Cuenca - femmesD’Ingapirca, nous prenons un bus pour Canar, une petite ville réputée pour ses céramiques. Le bus nous laisse sur le trottoir de la route principale et nous nous mettons en route pour trouver notre hôtel pour la nuit. Notre première impression est que Canar n’est pas une très belle ville. Nous resterons sur cette impression! Tous les hôtels que nous croisons dans nos prix sont chers tout de même, surtout compte tenu de la prestation : dans un immeuble insalubre, un réceptionniste me répond avec sincérité «mais non, ce n’est rien» quand on lui fais remarquer l’eau qui coule dans la chambre depuis le plafond… Au bout d’un moment nous finissons par trouver un hôtel à peu près correct avec un restaurant dans une grande salle bondée.

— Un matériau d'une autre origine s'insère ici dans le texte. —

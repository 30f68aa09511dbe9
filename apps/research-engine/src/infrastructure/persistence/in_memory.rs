//! In-memory job store.
//!
//! The default backend: keeps the engine runnable and testable without a
//! database. Insertion order is tracked so listings page newest-first with
//! the same semantics as the `PostgreSQL` backend.

use std::collections::HashMap;

use async_trait::async_trait;
use parking_lot::RwLock;
use serde_json::Value;
use uuid::Uuid;

use crate::domain::job::{Job, JobFilter, JobKind, JobStats, JobStatus, JobStore, StoreError};

#[derive(Debug, Default)]
struct StoreInner {
    jobs: HashMap<Uuid, Job>,
    insertion_order: Vec<Uuid>,
}

/// In-memory implementation of [`JobStore`].
#[derive(Debug, Default)]
pub struct InMemoryJobStore {
    inner: RwLock<StoreInner>,
}

impl InMemoryJobStore {
    /// Create a new empty store.
    #[must_use]
    pub fn new() -> Self {
        Self::default()
    }

    /// Number of rows currently held.
    #[must_use]
    pub fn len(&self) -> usize {
        self.inner.read().jobs.len()
    }

    /// Whether the store holds no rows.
    #[must_use]
    pub fn is_empty(&self) -> bool {
        self.inner.read().jobs.is_empty()
    }
}

#[async_trait]
impl JobStore for InMemoryJobStore {
    async fn create(&self, kind: JobKind, spec: Value) -> Result<Uuid, StoreError> {
        let job = Job::new(kind, spec);
        let id = job.id;
        let mut inner = self.inner.write();
        inner.jobs.insert(id, job);
        inner.insertion_order.push(id);
        Ok(id)
    }

    async fn update_status(
        &self,
        job_id: Uuid,
        status: JobStatus,
        error_message: Option<String>,
    ) -> Result<(), StoreError> {
        let mut inner = self.inner.write();
        if let Some(job) = inner.jobs.get_mut(&job_id) {
            job.transition(status, error_message);
        }
        Ok(())
    }

    async fn update_progress(
        &self,
        job_id: Uuid,
        progress: f64,
        step: Option<String>,
        total_steps: Option<u32>,
    ) -> Result<(), StoreError> {
        let mut inner = self.inner.write();
        if let Some(job) = inner.jobs.get_mut(&job_id) {
            job.record_progress(progress, step, total_steps);
        }
        Ok(())
    }

    async fn store_results(&self, job_id: Uuid, payload: Value) -> Result<(), StoreError> {
        let mut inner = self.inner.write();
        if let Some(job) = inner.jobs.get_mut(&job_id) {
            job.result_data = Some(payload);
        }
        Ok(())
    }

    async fn get(&self, job_id: Uuid) -> Result<Option<Job>, StoreError> {
        Ok(self.inner.read().jobs.get(&job_id).cloned())
    }

    async fn get_results(&self, job_id: Uuid) -> Result<Option<Value>, StoreError> {
        let inner = self.inner.read();
        Ok(inner
            .jobs
            .get(&job_id)
            .filter(|job| job.status == JobStatus::Completed)
            .and_then(|job| job.result_data.clone()))
    }

    async fn list(&self, filter: &JobFilter) -> Result<Vec<Job>, StoreError> {
        let inner = self.inner.read();
        Ok(inner
            .insertion_order
            .iter()
            .rev()
            .filter_map(|id| inner.jobs.get(id))
            .filter(|job| filter.kind.is_none_or(|kind| job.kind == kind))
            .filter(|job| filter.status.is_none_or(|status| job.status == status))
            .skip(filter.offset)
            .take(filter.limit)
            .cloned()
            .collect())
    }

    async fn stats(&self, kind: Option<JobKind>) -> Result<JobStats, StoreError> {
        let inner = self.inner.read();
        let mut stats = JobStats::default();
        let mut completed_secs = Vec::new();

        for job in inner.jobs.values() {
            if kind.is_some_and(|k| job.kind != k) {
                continue;
            }
            stats.count(job.status);
            if job.status == JobStatus::Completed {
                if let Some(secs) = job.actual_duration_secs {
                    completed_secs.push(secs);
                }
            }
        }

        if !completed_secs.is_empty() {
            stats.avg_completion_secs =
                Some(completed_secs.iter().sum::<f64>() / completed_secs.len() as f64);
        }
        Ok(stats)
    }

    async fn delete(&self, job_id: Uuid) -> Result<bool, StoreError> {
        let mut inner = self.inner.write();
        let removed = inner.jobs.remove(&job_id).is_some();
        if removed {
            inner.insertion_order.retain(|id| *id != job_id);
        }
        Ok(removed)
    }
}
//! The job record and its lifecycle invariants.

use chrono::{DateTime, Utc};
use serde::{Deserialize, Serialize};
use serde_json::Value;
use uuid::Uuid;

use super::status::{JobKind, JobStatus};

/// One trackable unit of submitted work.
///
/// The record owns the lifecycle invariants so every store backend applies
/// identical semantics: [`Job::transition`] guards the state machine and
/// stamps timestamps, [`Job::record_progress`] clamps and keeps progress
/// monotonic.
#[derive(Debug, Clone, Serialize, Deserialize)]
pub struct Job {
    /// Store-assigned identifier.
    pub id: Uuid,
    /// What this job computes.
    pub kind: JobKind,
    /// Lifecycle status.
    pub status: JobStatus,
    /// Completion fraction in `[0.0, 1.0]`, non-decreasing while active.
    pub progress: f64,
    /// Free-text label of the active phase.
    pub current_step: Option<String>,
    /// Informational step count.
    pub total_steps: Option<u32>,
    /// Row creation time.
    pub created_at: DateTime<Utc>,
    /// Set exactly once on the first transition to `running`.
    pub started_at: Option<DateTime<Utc>>,
    /// Set exactly once on reaching a terminal state.
    pub completed_at: Option<DateTime<Utc>>,
    /// Seconds between `started_at` and `completed_at`.
    pub actual_duration_secs: Option<f64>,
    /// Present only when `status = failed`.
    pub error_message: Option<String>,
    /// Opaque result payload, present only when `status = completed`.
    pub result_data: Option<Value>,
    /// The submission payload the worker executes.
    pub spec: Value,
}

impl Job {
    /// Create a fresh `pending` job for a submission payload.
    #[must_use]
    pub fn new(kind: JobKind, spec: Value) -> Self {
        Self {
            id: Uuid::new_v4(),
            kind,
            status: JobStatus::Pending,
            progress: 0.0,
            current_step: None,
            total_steps: None,
            created_at: Utc::now(),
            started_at: None,
            completed_at: None,
            actual_duration_secs: None,
            error_message: None,
            result_data: None,
            spec,
        }
    }

    /// Apply a status transition, returning whether it was legal.
    ///
    /// Entering `running` stamps `started_at` once. Entering a terminal
    /// state stamps `completed_at`, computes the actual duration, and (for
    /// `failed`) records the error message. Entering `completed` pins
    /// progress to exactly `1.0`. Illegal transitions leave the record
    /// untouched.
    pub fn transition(&mut self, next: JobStatus, error_message: Option<String>) -> bool {
        if !self.status.can_transition_to(next) {
            return false;
        }

        self.status = next;

        if next == JobStatus::Running && self.started_at.is_none() {
            self.started_at = Some(Utc::now());
        }

        if next.is_terminal() {
            let completed = Utc::now();
            self.completed_at = Some(completed);
            self.actual_duration_secs = self
                .started_at
                .map(|started| (completed - started).as_seconds_f64().max(0.0));
        }

        match next {
            JobStatus::Failed => self.error_message = error_message,
            JobStatus::Completed => self.progress = 1.0,
            _ => {}
        }

        true
    }

    /// Record a progress update.
    ///
    /// Values are clamped to `[0, 1]` and never regress; NaN is ignored.
    /// Updates against a terminal record are dropped so `completed` always
    /// reads exactly `1.0`.
    pub fn record_progress(
        &mut self,
        progress: f64,
        step: Option<String>,
        total_steps: Option<u32>,
    ) {
        if self.status.is_terminal() || progress.is_nan() {
            return;
        }

        self.progress = self.progress.max(progress.clamp(0.0, 1.0));
        if step.is_some() {
            self.current_step = step;
        }
        if total_steps.is_some() {
            self.total_steps = total_steps;
        }
    }
}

Notre chambre est juste au dessus, le couloir étant un balcon sans balustrade, ça donne envie de se coller un stetson sur la tête et de bondir sur le lustre en hurlant YIHAAAA et en tirant partout au six coups (c’est juste pour vous décrire l’ambiance du lieu, hein, on n’a ni stetson ni six coups…)! Autant Canar est moche et insalubre (au marché on a vu les filles chercher les poux dans les cheveux de leurs mères, et il semble qu’ici ils aient tous des dents pourries!), autant le musée est vraiment sympa! La visite guidée est gratuite est vraiment intéressante. Dans un premier temps il présente les différentes ethnies de la région, et l’on y retrouve avec plaisir nos cavaliers du trek en poncho rouge et jambières de cuir et d’alpaga! Se trouve ensuite une salle avec des céramiques et tout plein d’objets retraçant l’histoire du coin.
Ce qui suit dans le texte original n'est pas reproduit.